INTRODUCTION

The past decades have witnessed considerable multidisciplinary attention to climate change around the Eocene/Oligocene boundary and the causes and consequences of associated biotic change. This is partly due to a re-calibration of the North American terrestrial record (Prothero and Swisher 1992; Swisher and Prothero 1990), extensive study of deep-sea cores (e.g., Thomas 1992; Lear et al. 2000), and debate over bolide impacts (see discussion in Prothero 1994).

Wolfe (e.g., 1978, 1992) argued early on from paleobotanical data that climatic deterioration was not limited to the Eocene/Oligocene boundary interval: the middle/late Eocene boundary was also marked by a decrease in mean annual temperature (MAT) and an increase in mean annual range of temperature (MART) in many areas on the fringe of the North American continent. According to his studies, amelioration during the late Eocene was followed by another marked deterioration in the earliest Oligocene.

How apparent climatic change along the North American periphery was reflected in its interior is a matter of some contention. Hutchison (1982, 1992) could accept a moderate drop in MAT (<5°C) as an explanation for the observed decrease in maximum carapace length in testudinid turtles; but he also argued that in the early Oligocene, mean winter temperature could not have been below 13°C, because the relatively large terrestrial turtles (>30 cm carapace length) known from that time could not burrow to escape lower temperatures. Similarly, Evanoff et al. (1992) concluded that there was a minor drop in MAT in the early Oligocene (from 16.5°C in the late Eocene) based on the terrestrial gastropod fauna near Douglas, Wyoming. Contrariwise, Wolfe (1992) found that, between the late Eocene and early Oligocene in Colorado, MAT decreased from ~12.5 to ~4.5°C; the magnitude of this drop (8°C) is comparable to what he found in the Pacific Northwest and elsewhere in North America (Wolfe 1978). The late Chadronian Ruby flora of Montana had a great many conifers and indicates a MAT of ~12°C and a probable MART of <16°C (Wolfe 1992). These pre-deterioration values already exceed the limits suggested by Hutchison (1982) for the early Oligocene.

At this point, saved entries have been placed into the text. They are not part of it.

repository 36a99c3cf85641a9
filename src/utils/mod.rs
pub mod config;
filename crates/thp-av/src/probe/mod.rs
//! Stream inspection by shelling out to ffprobe.

pub mod ffprobe;
pub mod types;

pub use self::ffprobe::FfprobeProber;
pub use self::types::{AudioTrack, MediaInfo, VideoTrack};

A change in mean annual precipitation (MAP) across the Eocene/Oligocene boundary seems less controversial. Studies of palaeosols (e.g., Retallack 1992; Sheldon and Retallack 2004) imply that MAP gradually dropped by ~50% between 36 and 27 Ma, by which time MAP values in Nebraska likened modern-day values.

The transformation of North American squamate assemblages during the Tertiary has not been investigated in detail (Hutchison 1992), but broad shifts in assemblage composition may relate to climate change. Gauthier (1982) noted a general replacement of Paleogene mesic-adapted lizards (especially anguimorphs) by Neogene xeric-adapted lizards (especially iguanids). Holman (2000) described an analogous shift from booid- to colubroid-dominated assemblages around the same time. Many of the common Paleogene squamate taxa moved south and are found today in the southeastern United States and Central America (Estes 1970; Savage 1960).

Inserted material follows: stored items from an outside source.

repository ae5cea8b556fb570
mod cli;

use thpforge::{pipeline, probe};

use anyhow::Result;
use clap::Parser;
use cli::{Cli, Commands};
use std::path::{Path, PathBuf};
use thp_av::ToolRegistry;
use thp_core::config::Config;

fn main() -> Result<()> {
    let cli = Cli::parse();

    // Initialize logging
    // Respect RUST_LOG env var if set, otherwise use defaults based on verbose flag
    let env_filter = std::env::var("RUST_LOG").unwrap_or_else(|_| {
        if cli.verbose {
            "thpforge=trace,thp_av=trace,thp_core=debug".to_string()
        } else {
            "thpforge=info,thp_av=info".to_string()
        }
    });

    tracing_subscriber::fmt()
        .with_env_filter(&env_filter)
        .init();

    match cli.command {
        Commands::Convert { input, output } => {
            convert_file(&input, output, cli.config.as_deref())
        }
        Commands::Probe { file, json } => probe_file(&file, json, cli.config.as_deref()),
        Commands::CheckTools => check_tools(cli.config.as_deref()),
        Commands::Version => {
            println!("thpforge {}", env!("CARGO_PKG_VERSION"));
            Ok(())
        }
    }
}

fn load_config(config_path: Option<&Path>) -> Config {
    let config = Config::load_or_default(config_path);
    for warning in config.validate() {
        tracing::warn!("{warning}");
    }
    config
}

fn convert_file(
    input: &Path,
    output: Option<PathBuf>,
    config_path: Option<&Path>,
) -> Result<()> {
    let config = load_config(config_path);

    // Verify input file exists
    if !input.exists() {
        anyhow::bail!("Input file does not exist: {:?}", input);
    }

    let output = output.unwrap_or_else(|| PathBuf::from(&config.conversion.default_output));
    let tools = ToolRegistry::discover(&config.tools);

    println!("Converting video...");
    println!("Note: this process may take some time.\n");

    let converter = pipeline::Converter::new(config.conversion.clone(), tools);
    let rt = tokio::runtime::Runtime::new()?;
    let report = rt.block_on(converter.convert(input, &output))?;

    println!("\nConversion complete!");
    println!("Output: {}", report.output.display());
    println!("Resolution: {}", report.resolution);
    println!("Frames: {}", report.frame_count);

    Ok(())
}

fn probe_file(file: &Path, json: bool, config_path: Option<&Path>) -> Result<()> {
    if !file.exists() {
        anyhow::bail!("File does not exist: {:?}", file);
    }

    let config = load_config(config_path);
    let tools = ToolRegistry::discover(&config.tools);

    let rt = tokio::runtime::Runtime::new()?;
    let media_info = rt.block_on(probe::probe_file(file, &tools))?;

    if json {
        let json_str = serde_json::to_string_pretty(&media_info)?;
        println!("{}", json_str);
    } else {
        println!("File: {}", media_info.file_path.display());
        if let Some(ref duration) = media_info.duration {
            let secs = duration.as_secs();
            let mins = secs / 60;
            println!("Duration: {:02}:{:02}:{:02}", mins / 60, mins % 60, secs % 60);
        }

        println!("\nVideo Tracks: {}", media_info.video_tracks.len());
        for (i, track) in media_info.video_tracks.iter().enumerate() {
            print!("  [{}] {} {}x{}", i, track.codec, track.width, track.height);
            if let Some(fps) = track.frame_rate {
                print!(", {:.3} fps", fps);
            }
            if track.default {
                print!(" [default]");
            }
            println!();
        }

        println!("\nAudio Tracks: {}", media_info.audio_tracks.len());
        for (i, track) in media_info.audio_tracks.iter().enumerate() {
            print!("  [{}] {} {}ch", i, track.codec, track.channels);
            if let Some(rate) = track.sample_rate {
                print!(", {} Hz", rate);
            }
            if track.default {
                print!(" [default]");
            }
            println!();
        }
    }

    Ok(())
}

fn check_tools(config_path: Option<&Path>) -> Result<()> {
    println!("Checking external tools...\n");

    let config = load_config(config_path);
    let tools = ToolRegistry::discover(&config.tools);

    let infos = probe::check_tools(&tools);
    let mut all_ok = true;

    for tool in &infos {
        let status = if tool.available {
            "✓"
        } else {
            all_ok = false;
            "✗"
        };

        print!("{} {}", status, tool.name);

        if let Some(ref version) = tool.version {
            print!(" ({})", version);
        }

        if let Some(ref path) = tool.path {
            print!(" - {}", path.display());
        }

        println!();
    }

    println!();
    if all_ok {
        println!("All required tools are available!");
    } else {
        println!("Some tools are missing. Install them to enable conversion.");
    }

    Ok(())
}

Despite increasing aridity and cooler temperatures, squamate diversity appears to increase across the Eocene/Oligocene boundary in central North America (10 to 17 species: Sullivan and Holman 1996)1. A temperature decrease of only ~5°C is related to a moderate decrease in lizard species richness in modern North American deserts (Pianka 1967). The pattern seen in the North American fossil record, however, may be vitiated by differences in sampling, indicated by Lazarus taxa in the Chadronian (Sullivan and Holman 1996).

In this paper, I report on a new and very diverse fauna from the Chadronian of North Dakota, the Medicine Pole Hills local fauna (l.f.). Many new lizard morphotypes are identified, and three are formally named. Extensive comparisons are made with the disarticulated skeletons of extant taxa in order to estimate their phylogenetic position. I then evaluate the effects of this new fauna on our understanding of squamate species richness across the Eocene/Oligocene boundary.